The rest of this article uses a simple airline schema. There are three regions/tables. 
  • Customers: Customer data is replicated across all nodes.
  • Flights: The airline flight schedule is replicated across all nodes.
  • Reservations with Seat Assignments: This larger table is partitioned into two parts.  This means at least two caching nodes are required to hold all the data. 
The following depicts the minimum set of two nodes required to describe the data.


Different Topologies

The previous diagram shows a partitioned data store with 1/2 of the reservations/seat data in each node. This means 1/2 the data becomes unavailable if a note fails.  Most systems are configured with at least two copies of each piece of data exists in the cluster at all times. This means the sample data store requires at least 4 nodes to support a two part partitioned table.  Each node in the previous diagram would be duplicated in this case.

Inside-the-enterprise cache/memory-db products are scaled up by standing up additional instances one instance per physical or virtual machine.   Microsoft products like AppFabric are limited to this deployment model. Most Java and other non-os bound products, like Gemfire and Coherence have the option of running multiple server instances within the same operating system. This is useful when running on physical hardware where you want to limit the instance size of each node.  Backup and recovery time increases with the size of the instance.  Smaller instances backup and migrate faster than larger ones. Users may wish to run on virtual machines if they are limited to one node instance per machine. They may pay a bigger wastage penalty because of the replicated O/S installs and memory usage but some consider that less of an issue with memory becoming cheaper all the time.

Single Instance Machine Deployments

The following picture shows a physical deployment where each data region/table has at least two redundant copies.  The reservation data is partitioned into two parts so you we end up with (1+2)*2 or 6 nodes.  Each machine / OS contains a single node.


A single node failure results in zero data loss while retaining data redundancy.  This works for all java products that I know of.  In most cases the machines can be configured differently.
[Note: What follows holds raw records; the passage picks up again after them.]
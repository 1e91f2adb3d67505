//! Test price feed with a settable answer, modelled on a Chainlink-style
//! aggregator mock. Starts at $2000 with 8 decimals.

use soroban_sdk::{contract, contractimpl, contracttype, Env};

use crate::oracle::{PriceData, PriceOracle};

pub const DECIMALS: u32 = 8;
pub const INITIAL_ANSWER: i128 = 2_000_00000000;

#[contracttype]
#[derive(Clone, Debug, Eq, PartialEq)]
pub enum MockKey {
    Answer,
    Decimals,
    Offline,
}

#[contract]
pub struct MockPriceOracle;

#[contractimpl]
impl PriceOracle for MockPriceOracle {
    fn latest_price(env: Env) -> PriceData {
        if env.storage().instance().get(&MockKey::Offline).unwrap_or(false) {
            panic!("price feed offline");
        }
        env.storage()
            .instance()
            .get(&MockKey::Answer)
            .unwrap_or(PriceData {
                price: INITIAL_ANSWER,
                decimals: DECIMALS,
                timestamp: env.ledger().timestamp(),
            })
    }
}

#[contractimpl]
impl MockPriceOracle {
    /// Report `price` as of the current ledger timestamp.
    pub fn set_answer(env: Env, price: i128) {
        let timestamp = env.ledger().timestamp();
        Self::set_round(env, price, timestamp);
    }

    /// Report `price` as of an explicit timestamp.
    pub fn set_round(env: Env, price: i128, timestamp: u64) {
        let decimals = env
            .storage()
            .instance()
            .get(&MockKey::Decimals)
            .unwrap_or(DECIMALS);
        env.storage().instance().set(
            &MockKey::Answer,
            &PriceData {
                price,
                decimals,
                timestamp,
            },
        );
    }

    /// Change the reported precision, keeping the raw answer.
    pub fn set_decimals(env: Env, decimals: u32) {
        env.storage().instance().set(&MockKey::Decimals, &decimals);
        let current = Self::latest_price(env.clone());
        Self::set_round(env, current.price, current.timestamp);
    }

    pub fn set_offline(env: Env, offline: bool) {
        env.storage().instance().set(&MockKey::Offline, &offline);
    }
}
Microsoft MSDN guidance says MS only supports AppFabric when all of the physical machines have identical CPU, memory and other components.  You should verify that your vendor supports slightly different physical machines which are often a result of purchases made at different times.  

Multiple Instance Machine Deployments

The following picture shows a physical deployment where each region/table has at least two redundant copies. The partitioned data is partitioned across server instances that are housed in the same physical (or virtual) machine. This means one copy of the O/S supporting both instances.
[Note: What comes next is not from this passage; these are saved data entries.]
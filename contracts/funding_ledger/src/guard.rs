//! Withdrawal lock.
//!
//! A withdrawal pays the owner through an external token call. While that
//! call is in flight the lock is held, and every state-changing entry point
//! refuses to run with `Error::Reentrancy`.

use soroban_sdk::{log, Env};

use crate::storage;
use crate::Error;

/// Fail if a withdrawal currently holds the lock.
pub fn ensure_unlocked(env: &Env) -> Result<(), Error> {
    if storage::is_locked(env) {
        log!(env, "reentrant call rejected");
        return Err(Error::Reentrancy);
    }
    Ok(())
}

/// Take the lock. An error return from the surrounding invocation rolls the
/// write back, so only the success path needs to call [`release`].
pub fn acquire(env: &Env) -> Result<(), Error> {
    ensure_unlocked(env)?;
    storage::set_locked(env, true);
    Ok(())
}

pub fn release(env: &Env) {
    storage::set_locked(env, false);
}
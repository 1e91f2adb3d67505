//! # Ledger
//!
//! Deposit path and read-side queries over the contribution records.
//!
//! A deposit is valued in USD before anything is written. Only when it
//! clears the configured minimum are the tokens pulled in and the three
//! records (contribution, funder list, balance) updated together. Any
//! error returned from here aborts the whole invocation, which Soroban
//! rolls back, so a rejected deposit leaves no trace.

use soroban_sdk::{log, token, Address, Env};

use crate::{converter, oracle, storage, Error};

/// Value `amount` of the ledger's asset in 18-decimal USD at the current
/// oracle price.
pub fn usd_value(env: &Env, amount: i128) -> Result<i128, Error> {
    if amount < 0 {
        return Err(Error::InvalidAmount);
    }
    let price = oracle::latest_price(env, &storage::get_price_feed(env))?;
    let asset_decimals = token::Client::new(env, &storage::get_asset(env)).decimals();
    converter::to_usd(env, amount, asset_decimals, &price)
}

/// Accept `amount` from `funder` and record it.
///
/// Returns the USD value the deposit was accepted at.
pub fn fund(env: &Env, funder: &Address, amount: i128) -> Result<i128, Error> {
    let usd = usd_value(env, amount)?;
    let minimum = storage::get_minimum_usd(env);
    if amount == 0 || usd < minimum {
        log!(env, "deposit below minimum: {} < {}", usd, minimum);
        return Err(Error::InsufficientFunds);
    }

    let asset = token::Client::new(env, &storage::get_asset(env));
    match asset.try_transfer(funder, &env.current_contract_address(), &amount) {
        Ok(Ok(())) => {}
        _ => return Err(Error::TransferFailed),
    }

    storage::add_to_contribution(env, funder, amount)?;
    storage::push_funder(env, funder)?;
    storage::add_to_balance(env, amount)?;

    Ok(usd)
}

/// Cumulative amount funded by `funder` since the last withdrawal.
pub fn amount_funded_by(env: &Env, funder: &Address) -> i128 {
    storage::get_contribution(env, funder)
}

/// The funder recorded at position `index`.
pub fn funder_at(env: &Env, index: u32) -> Result<Address, Error> {
    storage::funder_at(env, index).ok_or(Error::FunderNotFound)
}

pub fn funder_count(env: &Env) -> u32 {
    storage::funder_count(env)
}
This works all the servers I have worked with other than Microsoft App Fabric.   I've successfully used multiple instances / services with up to 5 service nodes per machine across 5 machines.  Some folks like the higher level of isolation provided by single instance / server and that is often recommend in a Virtual environment.

Operational Issues

Virtual machine Distribution Matters

Operations folks will allocate virtual machines across physical machines almost completely based on load and capacity.  They also need to take into account data co-location when working with in-memory cache stores or databases.  Replicated data stores, regions, tables and partitions, should be distributed across independent physical servers.  The following diagram shows how this would work for our reservation system with three replicated copies of the two partitions of flight data. Each data region/table will still be available during the time between when a physical server fails and the VMs re-appear on another physical host assuming some sort of VM failover is in place.  This is even more true on Virtual Infrastructure without HA/FT capabilities


The following diagram shows an example of a bad virtual machine allocation plan.  A single hardware failure eliminates all the redundant copies of a partition of the reservation table/region.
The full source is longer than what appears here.